New documentation requirements will also necessitate greater use of analytics, Wallin noted.

“You will need to really look at what goes into the analytics and the calculations themselves,” he explained. “You want to make sure you don't have garbage in, garbage out, and you also want to make sure that the calculations are being performed correctly.”

In the proposed rules, HHS acknowledged that providers and other stakeholders are using analytics to meet certain value-based requirements and goals. So, the federal department is likely to take a closer look at a provider’s data when reviewing value-based arrangements for healthcare fraud rule exceptions, Wallin predicted.

The healthcare consultant also advised healthcare organizations to create a government policy department or review team in order to comply with these new exceptions and healthcare fraud updates in the future.

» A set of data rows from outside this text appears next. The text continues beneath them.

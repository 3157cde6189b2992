//! Asset-URL discovery for one record.
//!
//! A record either carries a direct, ordered asset list (returned unchanged,
//! no manifest traffic) or declares a IIIF manifest. Declared manifests are
//! fetched, persisted verbatim to the record's side storage for audit/replay,
//! then dispatched on their version/context field to the 2.x or 3.0 parser.
//! Any other version is a hard failure; there is no silent fallback.
//!
//! Identifiers coming out of a manifest parser are run through
//! [`maximize`](maximize::maximize) before being returned; direct asset lists
//! are not touched.

mod error;
pub mod maximize;
mod v2;
mod v3;

pub use error::ManifestError;
pub use maximize::rewrite_with_grammars;

use serde_json::Value;
use tracing::{debug, info, instrument};
use url::Url;

use crate::http::FetchClient;
use crate::store::{MediaStore, paths};
use crate::record::Record;

/// Context identifier for Presentation API 2.x.
const CONTEXT_V2: &str = "iiif.io/api/presentation/2/context.json";

/// Context identifier for Presentation API 3.0.
const CONTEXT_V3: &str = "iiif.io/api/presentation/3/context.json";

/// Supported manifest versions.
#[derive(Debug, Clone, Copy, PartialEq, Eq)]
pub enum ManifestVersion {
    /// Presentation API 2.x.
    V2,
    /// Presentation API 3.0.
    V3,
}

/// Resolves ordered asset URLs for records.
#[derive(Debug)]
pub struct ManifestResolver<'a> {
    http: &'a FetchClient,
    store: &'a MediaStore,
    partner: &'a str,
}

impl<'a> ManifestResolver<'a> {
    /// Creates a resolver bound to one worker's clients.
    #[must_use]
    pub fn new(http: &'a FetchClient, store: &'a MediaStore, partner: &'a str) -> Self {
        Self { http, store, partner }
    }

    /// Discovers the ordered asset URLs for a record.
    ///
    /// The returned list's positions are the asset ordinals; empty-string
    /// entries are unresolvable pages whose slots must be preserved.
    ///
    /// # Errors
    ///
    /// Returns [`ManifestError`] when a declared manifest cannot be fetched,
    /// persisted, or parsed, or carries an unsupported version.
    #[instrument(skip(self, record), fields(record_id = %record.id))]
    pub async fn resolve_asset_urls(&self, record: &Record) -> Result<Vec<String>, ManifestError> {
        if record.has_media_urls() {
            debug!(urls = record.media_urls.len(), "record carries a direct asset list");
            return Ok(record.media_urls.clone());
        }

        let Some(manifest_url) = record.manifest_url.as_deref() else {
            // Eligibility guarantees one of the two sources; an empty list
            // here just means there is nothing to ingest.
            return Ok(Vec::new());
        };

        if Url::parse(manifest_url).is_err() {
            return Err(ManifestError::invalid_url(manifest_url));
        }

        let payload = self
            .http
            .get_bytes(manifest_url)
            .await
            .map_err(|e| ManifestError::fetch(manifest_url, e))?;

        // Audit copy first: a later re-run must be able to replay the parse
        // even if this run dies before storing any asset.
        self.store
            .put_side_file(
                &paths::manifest_path(self.partner, &record.id),
                payload.bytes.clone(),
                "application/json",
            )
            .await?;

        let manifest: Value = serde_json::from_slice(&payload.bytes)
            .map_err(|_| ManifestError::parse(manifest_url))?;

        let version = detect_version(&manifest)?;
        let identifiers = match version {
            ManifestVersion::V2 => v2::parse(&manifest),
            ManifestVersion::V3 => v3::parse(&manifest),
        };

        let mut urls = Vec::with_capacity(identifiers.len());
        for identifier in &identifiers {
            urls.push(maximize::maximize(self.http, identifier).await);
        }

        info!(
            version = ?version,
            canvases = identifiers.len(),
            resolved = urls.iter().filter(|u| !u.is_empty()).count(),
            "manifest resolved"
        );

        Ok(urls)
    }
}

/// Inspects the manifest's version/context field.
///
/// The field may be a single string or a list of strings; any element equal to
/// a known version identifier selects that version (3.0 checked first).
///
/// # Errors
///
/// Returns [`ManifestError::UnsupportedVersion`] when no element matches.
pub fn detect_version(manifest: &Value) -> Result<ManifestVersion, ManifestError> {
    let context = manifest.get("@context");

    let candidates: Vec<&str> = match context {
        Some(Value::String(s)) => vec![s.as_str()],
        Some(Value::Array(items)) => items.iter().filter_map(Value::as_str).collect(),
        _ => Vec::new(),
    };

    if candidates.iter().any(|c| c.ends_with(CONTEXT_V3)) {
        return Ok(ManifestVersion::V3);
    }
    if candidates.iter().any(|c| c.ends_with(CONTEXT_V2)) {
        return Ok(ManifestVersion::V2);
    }

    Err(ManifestError::unsupported_version(
        context.map_or_else(|| "<missing>".to_string(), Value::to_string),
    ))
}
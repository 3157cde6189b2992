//! Byte-level content-type detection for downloaded payloads.
//!
//! The server-declared Content-Type is not trusted: servers under error
//! conditions return HTML/JSON/XML error pages with a 200 status, and storing
//! those as media would poison the repository. Detection order is magic bytes
//! first, then a textual-document heuristic, then the declared header as a
//! last resort.

/// Content types that signal an error page rather than media.
const INVALID_CONTENT_TYPES: [&str; 6] = [
    "text/html",
    "application/json",
    "application/xhtml+xml",
    "application/xml",
    "text/xml",
    "text/plain",
];

/// Determines the effective content type of a payload.
///
/// `declared` is the server-supplied Content-Type header, consulted only when
/// the bytes themselves are inconclusive.
#[must_use]
pub fn sniff_content_type(bytes: &[u8], declared: Option<&str>) -> String {
    if let Some(kind) = infer::get(bytes) {
        return kind.mime_type().to_string();
    }

    if let Some(textual) = detect_textual_document(bytes) {
        return textual.to_string();
    }

    declared
        .map(normalize_declared)
        .filter(|ct| !ct.is_empty())
        .unwrap_or_else(|| "application/octet-stream".to_string())
}

/// Returns true for content types that must never be stored as media.
#[must_use]
pub fn is_invalid_media_type(content_type: &str) -> bool {
    let normalized = content_type
        .split(';')
        .next()
        .unwrap_or(content_type)
        .trim()
        .to_ascii_lowercase();
    INVALID_CONTENT_TYPES.contains(&normalized.as_str()) || normalized.starts_with("text/")
}

/// Heuristic for textual documents that magic-byte detection cannot see.
fn detect_textual_document(bytes: &[u8]) -> Option<&'static str> {
    let leading = bytes
        .iter()
        .take(512)
        .copied()
        .skip_while(|b| b.is_ascii_whitespace())
        .take(64)
        .collect::<Vec<u8>>();

    let head = String::from_utf8_lossy(&leading).to_ascii_lowercase();
    if head.starts_with("<!doctype html") || head.starts_with("<html") {
        return Some("text/html");
    }
    if head.starts_with("<?xml") || head.starts_with('<') && head.contains('>') {
        return Some("application/xml");
    }
    if head.starts_with('{') || head.starts_with('[') {
        return Some("application/json");
    }
    None
}

/// Strips parameters from a declared Content-Type header.
fn normalize_declared(declared: &str) -> String {
    declared
        .split(';')
        .next()
        .unwrap_or(declared)
        .trim()
        .to_ascii_lowercase()
}

#[cfg(test)]
mod tests {
    use super::*;

    /// Minimal JPEG magic prefix.
    const JPEG_MAGIC: &[u8] = &[0xFF, 0xD8, 0xFF, 0xE0, 0x00, 0x10, 0x4A, 0x46, 0x49, 0x46];

    #[test]
    fn test_sniff_jpeg_by_magic_bytes() {
        let detected = sniff_content_type(JPEG_MAGIC, Some("text/html"));
        assert_eq!(detected, "image/jpeg");
        assert!(!is_invalid_media_type(&detected));
    }

    #[test]
    fn test_sniff_html_error_page() {
        let body = b"<!DOCTYPE html><html><body>Service unavailable</body></html>";
        let detected = sniff_content_type(body, Some("image/jpeg"));
        assert_eq!(detected, "text/html");
        assert!(is_invalid_media_type(&detected));
    }

    #[test]
    fn test_sniff_json_error_body() {
        let body = br#"{"error": "not found"}"#;
        let detected = sniff_content_type(body, None);
        assert_eq!(detected, "application/json");
        assert!(is_invalid_media_type(&detected));
    }

    #[test]
    fn test_sniff_xml_document() {
        let body = br#"<?xml version="1.0"?><error/>"#;
        assert_eq!(sniff_content_type(body, None), "application/xml");
    }

    #[test]
    fn test_sniff_falls_back_to_declared_header() {
        // Random binary with no recognizable magic and no textual shape.
        let body = &[0x01u8, 0x02, 0x03, 0x04, 0x05];
        let detected = sniff_content_type(body, Some("image/x-raw; charset=binary"));
        assert_eq!(detected, "image/x-raw");
    }

    #[test]
    fn test_sniff_unknown_binary_is_octet_stream() {
        let body = &[0x01u8, 0x02, 0x03, 0x04, 0x05];
        assert_eq!(sniff_content_type(body, None), "application/octet-stream");
    }

    #[test]
    fn test_invalid_media_types() {
        for ct in [
            "text/html",
            "text/html; charset=utf-8",
            "application/json",
            "application/xml",
            "text/plain",
            "text/anything-else",
        ] {
            assert!(is_invalid_media_type(ct), "{ct} must be invalid");
        }
    }

    #[test]
    fn test_valid_media_types() {
        for ct in ["image/jpeg", "image/tiff", "image/png", "application/pdf"] {
            assert!(!is_invalid_media_type(ct), "{ct} must be valid");
        }
    }
}
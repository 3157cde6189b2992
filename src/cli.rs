//! CLI argument definitions using clap derive macros.

use std::path::PathBuf;

use clap::{Args as ClapArgs, Parser, Subcommand};

use wikiharvest_core::{DEFAULT_CONCURRENCY, DEFAULT_MAX_RETRIES};

/// Batch ingest and publish digital-library media.
///
/// Wikiharvest resolves each catalog record's media assets, stores them in a
/// content-addressed object store, and publishes them to a wiki media
/// repository, skipping work already done.
#[derive(Parser, Debug)]
#[command(name = "wikiharvest")]
#[command(author, version, about)]
pub struct Args {
    /// Increase output verbosity (-v for debug, -vv for trace)
    #[arg(short, long, action = clap::ArgAction::Count, global = true)]
    pub verbose: u8,

    /// Suppress non-error output
    #[arg(short, long, global = true)]
    pub quiet: bool,

    #[command(subcommand)]
    pub command: Command,
}

/// Pipeline stages.
#[derive(Subcommand, Debug)]
pub enum Command {
    /// Fetch, validate, and store media assets for a batch of records
    Download(DownloadArgs),
    /// Publish previously stored assets to the target wiki repository
    Upload(UploadArgs),
}

/// Arguments shared by both stages.
#[derive(ClapArgs, Debug)]
pub struct BatchArgs {
    /// File with one record id per line (# comments allowed)
    pub id_file: PathBuf,

    /// Partner identifier; prefixes every storage path and must appear in the
    /// provider directory
    #[arg(long)]
    pub partner: String,

    /// Aggregator item-API base URL
    #[arg(long, default_value = "https://api.dp.la/v2/items")]
    pub api_url: String,

    /// Aggregator API key
    #[arg(long, env = "WIKIHARVEST_API_KEY")]
    pub api_key: String,

    /// Provider directory document (URL or local path)
    #[arg(long)]
    pub provider_directory: String,

    /// Record-id denylist file; ids listed there are never processed
    #[arg(long)]
    pub denylist: Option<PathBuf>,

    /// Object store URL (e.g. s3://bucket/prefix, memory:///)
    #[arg(long)]
    pub store_url: String,

    /// Maximum records in flight (1-50)
    #[arg(short = 'c', long, default_value_t = DEFAULT_CONCURRENCY as u8, value_parser = clap::value_parser!(u8).range(1..=50))]
    pub concurrency: u8,

    /// Maximum retry attempts for transient fetch failures (1-10)
    #[arg(short = 'r', long, default_value_t = DEFAULT_MAX_RETRIES as u8, value_parser = clap::value_parser!(u8).range(1..=10))]
    pub max_retries: u8,
}

/// Arguments for the download stage.
#[derive(ClapArgs, Debug)]
pub struct DownloadArgs {
    #[command(flatten)]
    pub batch: BatchArgs,

    /// Re-fetch assets whose destination is already populated
    #[arg(long)]
    pub overwrite: bool,
}

/// Arguments for the upload stage.
#[derive(ClapArgs, Debug)]
pub struct UploadArgs {
    #[command(flatten)]
    pub batch: BatchArgs,

    /// Wiki action-API endpoint
    #[arg(long, default_value = "https://commons.wikimedia.org/w/api.php")]
    pub wiki_api_url: String,

    /// OAuth access token for the wiki API
    #[arg(long, env = "WIKIHARVEST_WIKI_TOKEN")]
    pub wiki_token: String,

    /// Run every check but withhold the uploads
    #[arg(long)]
    pub dry_run: bool,
}

#[cfg(test)]
mod tests {
    use super::*;

    const BASE: [&str; 10] = [
        "wikiharvest",
        "download",
        "ids.txt",
        "--partner",
        "nara",
        "--api-key",
        "k",
        "--provider-directory",
        "providers.json",
        "--store-url",
    ];

    fn download_args(extra: &[&str]) -> Vec<String> {
        BASE.iter()
            .copied()
            .chain(std::iter::once("s3://bucket"))
            .chain(extra.iter().copied())
            .map(ToString::to_string)
            .collect()
    }

    #[test]
    fn test_cli_download_defaults() {
        let args = Args::try_parse_from(download_args(&[])).unwrap();
        let Command::Download(cmd) = args.command else {
            panic!("expected download subcommand");
        };
        assert_eq!(cmd.batch.partner, "nara");
        assert_eq!(cmd.batch.concurrency, 8);
        assert_eq!(cmd.batch.max_retries, 3);
        assert!(!cmd.overwrite);
        assert!(cmd.batch.denylist.is_none());
        assert_eq!(cmd.batch.api_url, "https://api.dp.la/v2/items");
    }

    #[test]
    fn test_cli_download_overwrite_and_limits() {
        let args =
            Args::try_parse_from(download_args(&["--overwrite", "-c", "2", "-r", "5"])).unwrap();
        let Command::Download(cmd) = args.command else {
            panic!("expected download subcommand");
        };
        assert!(cmd.overwrite);
        assert_eq!(cmd.batch.concurrency, 2);
        assert_eq!(cmd.batch.max_retries, 5);
    }

    #[test]
    fn test_cli_concurrency_out_of_range_rejected() {
        let result = Args::try_parse_from(download_args(&["-c", "0"]));
        assert!(result.is_err());
        let result = Args::try_parse_from(download_args(&["-c", "51"]));
        assert!(result.is_err());
    }

    #[test]
    fn test_cli_upload_parses_flags() {
        let result = Args::try_parse_from([
            "wikiharvest",
            "upload",
            "ids.txt",
            "--partner",
            "nara",
            "--api-key",
            "k",
            "--provider-directory",
            "providers.json",
            "--store-url",
            "s3://bucket",
            "--wiki-token",
            "t",
            "--dry-run",
        ]);
        let args = result.unwrap();
        let Command::Upload(cmd) = args.command else {
            panic!("expected upload subcommand");
        };
        assert!(cmd.dry_run);
        assert_eq!(cmd.wiki_api_url, "https://commons.wikimedia.org/w/api.php");
        assert_eq!(cmd.wiki_token, "t");
    }

    #[test]
    fn test_cli_missing_subcommand_errors() {
        let result = Args::try_parse_from(["wikiharvest"]);
        assert!(result.is_err());
    }

    #[test]
    fn test_cli_verbose_flag_is_global() {
        let args = Args::try_parse_from(download_args(&["-v"])).unwrap();
        assert_eq!(args.verbose, 1);
    }
}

“There needs to be some type of government policy department or review because, first of all, these are only proposed regulations, and HHS even says that there may be some modifications to the proposed regulations,” he said. “There needs to be an understanding of what the proposed regulations are versus what the final regulations are, and what the requirements are associated with each.”

“Then, moving forward, there are likely to be some significant changes and enhancements to some of these regulations as actual arrangements are reviewed and litigated,” he added. “The importance of having a government relations department review and keep abreast of what's happening cannot be overstated.”